Only the stretch of the listing below that runs from the line with "pub fn extend(&mut" through the line with "once the pending" is to be printed, exactly and with both ends.

[Working data Boundary: Start]

use bytes::{Buf, Bytes, BytesMut};

use crate::config::DecoderConfig;
use crate::error::{DecodeError, Result};

const LF: u8 = b'\n';
const CR: u8 = b'\r';

/// Line framing over pushed byte chunks.
///
/// Lines end at `\n`; a single `\r` right before it is dropped as well.
/// Returned lines never include the terminator. A line and its terminator
/// together must fit in `max_line_len` bytes.
#[derive(Debug)]
pub struct LineBuffer {
    buffer: BytesMut,
    // Bytes at the front of `buffer` already known to contain no `\n`
    scanned: usize,
    max_line_len: usize,
}

impl LineBuffer {
    pub fn new(config: &DecoderConfig) -> Self {
        Self {
            buffer: BytesMut::with_capacity(config.initial_capacity),
            scanned: 0,
            max_line_len: config.max_line_len,
        }
    }

    /// Add bytes to the buffer
    pub fn extend(&mut self, bytes: &[u8]) {
        self.buffer.extend_from_slice(bytes);
    }

    /// Extract next complete line from the buffer.
    ///
    /// Returns `None` if more input is needed, or an error once the pending
    /// line can no longer fit the configured limit.
    pub fn next_line(&mut self) -> Option<Result<Bytes>> {
        let found = self.buffer[self.scanned..]
            .iter()
            .position(|&b| b == LF)
            .map(|pos| self.scanned + pos);

        let Some(newline_pos) = found else {
            self.scanned = self.buffer.len();
            // no room left for the `\n`
            if self.buffer.len() >= self.max_line_len {
                return Some(Err(self.too_long()));
            }
            return None;
        };

        if newline_pos >= self.max_line_len {
            return Some(Err(self.too_long()));
        }

        let mut line = self.buffer.split_to(newline_pos).freeze();
        self.buffer.advance(1);
        self.scanned = 0;

        if line.last() == Some(&CR) {
            line.truncate(line.len() - 1);
        }
        Some(Ok(line))
    }

    /// Take whatever is left after the input ended as a final, unterminated line.
    pub fn finish(&mut self) -> Option<Bytes> {
        if self.buffer.is_empty() {
            return None;
        }
        self.scanned = 0;
        let mut line = self.buffer.split().freeze();
        if line.last() == Some(&CR) {
            line.truncate(line.len() - 1);
        }
        Some(line)
    }

    /// Current buffer size
    pub fn len(&self) -> usize {
        self.buffer.len()
    }

    /// Check if buffer is empty
    pub fn is_empty(&self) -> bool {
        self.buffer.is_empty()
    }

    fn too_long(&self) -> DecodeError {
        tracing::warn!(limit = self.max_line_len, "SSE line exceeds maximum length");
        DecodeError::LineTooLong {
            limit: self.max_line_len,
        }
    }
}
//! # sse-decode
//!
//! Streaming decoder for the Server-Sent Events wire format.
//!
//! Bytes go in, [`Event`] records come out, one per blank-line terminated group of
//! field lines (plus a trailing group at end of input). Comment lines are skipped,
//! malformed lines are reported as [`DecodeError::InvalidSequence`] without stopping
//! the decode, and a failing source ends it with one final error.
//!
//! Three ways to drive it:
//!
//! - [`Decoder`]: blocking pull iterator over any [`std::io::BufRead`]
//! - [`read`]: callback with per-outcome continue/stop control
//! - [`decode_stream`]: async adapter over a stream of byte chunks
//!
//! ## Quick Start
//!
//! ```rust
//! use sse_decode::Decoder;
//!
//! let input = "id: 1\nevent: greeting\ndata: hello\ndata: world\n\n";
//!
//! for outcome in Decoder::new(input.as_bytes()) {
//!     match outcome {
//!         Ok(event) => assert_eq!(event.data_str(), Some("hello\nworld")),
//!         Err(e) => eprintln!("skipping: {}", e),
//!     }
//! }
//! ```
//!
//! No transport lives here: reconnecting, honoring `retry` and tracking the last
//! event ID are left to the caller.

mod builder;
pub mod config;
pub mod decoder;
pub mod error;
pub mod event;
pub mod line;
pub mod stream;

pub use config::DecoderConfig;
pub use decoder::{read, read_with_config, Decoder};
pub use error::{BoxError, DecodeError, Result};
pub use event::Event;
pub use line::LineBuffer;
pub use stream::{decode_stream, decode_stream_with_config, EventStream};
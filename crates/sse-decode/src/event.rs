use bytes::Bytes;
use serde::{Serialize, Serializer};
use std::time::Duration;

/// One decoded SSE record.
///
/// Every field keeps the raw bytes from the wire. `None` means the field never
/// appeared in the record; `Some` with empty bytes means it appeared with no
/// content.
#[derive(Debug, Clone, Default, PartialEq, Eq, Serialize)]
pub struct Event {
    /// Value for the EventSource's last event ID
    #[serde(skip_serializing_if = "Option::is_none", serialize_with = "lossy_utf8")]
    pub id: Option<Bytes>,

    /// Event type
    #[serde(skip_serializing_if = "Option::is_none", serialize_with = "lossy_utf8")]
    pub event: Option<Bytes>,

    /// Payload; repeated `data` lines are joined with `\n`
    #[serde(skip_serializing_if = "Option::is_none", serialize_with = "lossy_utf8")]
    pub data: Option<Bytes>,

    /// Reconnection time in milliseconds, unparsed
    #[serde(skip_serializing_if = "Option::is_none", serialize_with = "lossy_utf8")]
    pub retry: Option<Bytes>,
}

fn lossy_utf8<S: Serializer>(value: &Option<Bytes>, serializer: S) -> Result<S::Ok, S::Error> {
    match value {
        Some(bytes) => serializer.serialize_some(&String::from_utf8_lossy(bytes)),
        None => serializer.serialize_none(),
    }
}

fn as_str(value: &Option<Bytes>) -> Option<&str> {
    value.as_deref().and_then(|b| std::str::from_utf8(b).ok())
}

impl Event {
    pub fn id_str(&self) -> Option<&str> {
        as_str(&self.id)
    }

    pub fn event_str(&self) -> Option<&str> {
        as_str(&self.event)
    }

    pub fn data_str(&self) -> Option<&str> {
        as_str(&self.data)
    }

    /// `retry` as a duration. Anything other than plain ASCII digits is ignored.
    pub fn retry_duration(&self) -> Option<Duration> {
        let raw = self.retry.as_deref()?;
        if raw.is_empty() || !raw.iter().all(u8::is_ascii_digit) {
            return None;
        }
        std::str::from_utf8(raw)
            .ok()?
            .parse::<u64>()
            .ok()
            .map(Duration::from_millis)
    }

    /// True when no field is present
    pub fn is_empty(&self) -> bool {
        self.id.is_none() && self.event.is_none() && self.data.is_none() && self.retry.is_none()
    }
}
use bytes::Bytes;
use thiserror::Error;

/// Boxed error coming from an async chunk source
pub type BoxError = Box<dyn std::error::Error + Send + Sync>;

#[derive(Error, Debug)]
pub enum DecodeError {
    /// Non-blank, non-comment line without a `:` separator. Decoding continues.
    #[error("invalid event sequence: {:?}", String::from_utf8_lossy(.0))]
    InvalidSequence(Bytes),

    #[error("line exceeds maximum length of {limit} bytes")]
    LineTooLong { limit: usize },

    #[error("stream read error: {0}")]
    Io(#[from] std::io::Error),

    #[error("transport error: {0}")]
    Transport(#[source] BoxError),
}

impl DecodeError {
    /// Whether this outcome ends the decode.
    ///
    /// Only malformed lines are recoverable; everything else is the last item
    /// a decoder produces.
    pub fn is_fatal(&self) -> bool {
        !matches!(self, DecodeError::InvalidSequence(_))
    }

    /// The offending line of a malformed-line error
    pub fn line(&self) -> Option<&[u8]> {
        match self {
            DecodeError::InvalidSequence(line) => Some(line),
            _ => None,
        }
    }
}

pub type Result<T> = std::result::Result<T, DecodeError>;
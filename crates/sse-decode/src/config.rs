// Decoder configuration
// Only line framing is tunable; field interpretation has no knobs.

use serde::{Deserialize, Serialize};

/// Default line buffer size (64 KiB). A line must fit together with its `\n`,
/// so the longest accepted line is one byte shorter.
pub const DEFAULT_MAX_LINE_LEN: usize = 64 * 1024;

/// Initial capacity of the line buffer
pub const DEFAULT_INITIAL_CAPACITY: usize = 4096;

#[derive(Debug, Clone, PartialEq, Eq, Serialize, Deserialize)]
#[serde(default)]
pub struct DecoderConfig {
    /// Bytes available for one line including its terminator; a line that
    /// does not fit ends the decode with
    /// [`DecodeError::LineTooLong`](crate::DecodeError::LineTooLong)
    pub max_line_len: usize,
    pub initial_capacity: usize,
}

impl Default for DecoderConfig {
    fn default() -> Self {
        Self {
            max_line_len: DEFAULT_MAX_LINE_LEN,
            initial_capacity: DEFAULT_INITIAL_CAPACITY,
        }
    }
}

impl DecoderConfig {
    pub fn new() -> Self {
        Self::default()
    }

    pub fn with_max_line_len(mut self, max_line_len: usize) -> Self {
        self.max_line_len = max_line_len;
        self
    }

    pub fn with_initial_capacity(mut self, initial_capacity: usize) -> Self {
        self.initial_capacity = initial_capacity;
        self
    }
}

#[cfg(test)]
mod tests {
    use super::*;

    #[test]
    fn test_defaults() {
        let config = DecoderConfig::default();
        assert_eq!(config.max_line_len, 65536);
        assert_eq!(config.initial_capacity, 4096);
    }

    #[test]
    fn test_partial_deserialization_keeps_defaults() {
        let config: DecoderConfig = serde_json::from_str(r#"{"max_line_len":128}"#).unwrap();
        assert_eq!(config.max_line_len, 128);
        assert_eq!(config.initial_capacity, DEFAULT_INITIAL_CAPACITY);
    }

    #[test]
    fn test_builder_methods() {
        let config = DecoderConfig::new()
            .with_max_line_len(16)
            .with_initial_capacity(32);
        assert_eq!(config, DecoderConfig { max_line_len: 16, initial_capacity: 32 });
    }
}
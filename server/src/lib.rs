pub mod config;
pub mod db;
pub mod error;
pub mod github_pull;
pub mod sync;
pub mod types;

[Working data Boundary: End]

> _Result of this task_
    pub fn extend(&mut self, bytes: &[u8]) {
        self.buffer.extend_from_slice(bytes);
    }

    /// Extract next complete line from the buffer.
    ///
    /// Returns `None` if more input is needed, or an error once the pending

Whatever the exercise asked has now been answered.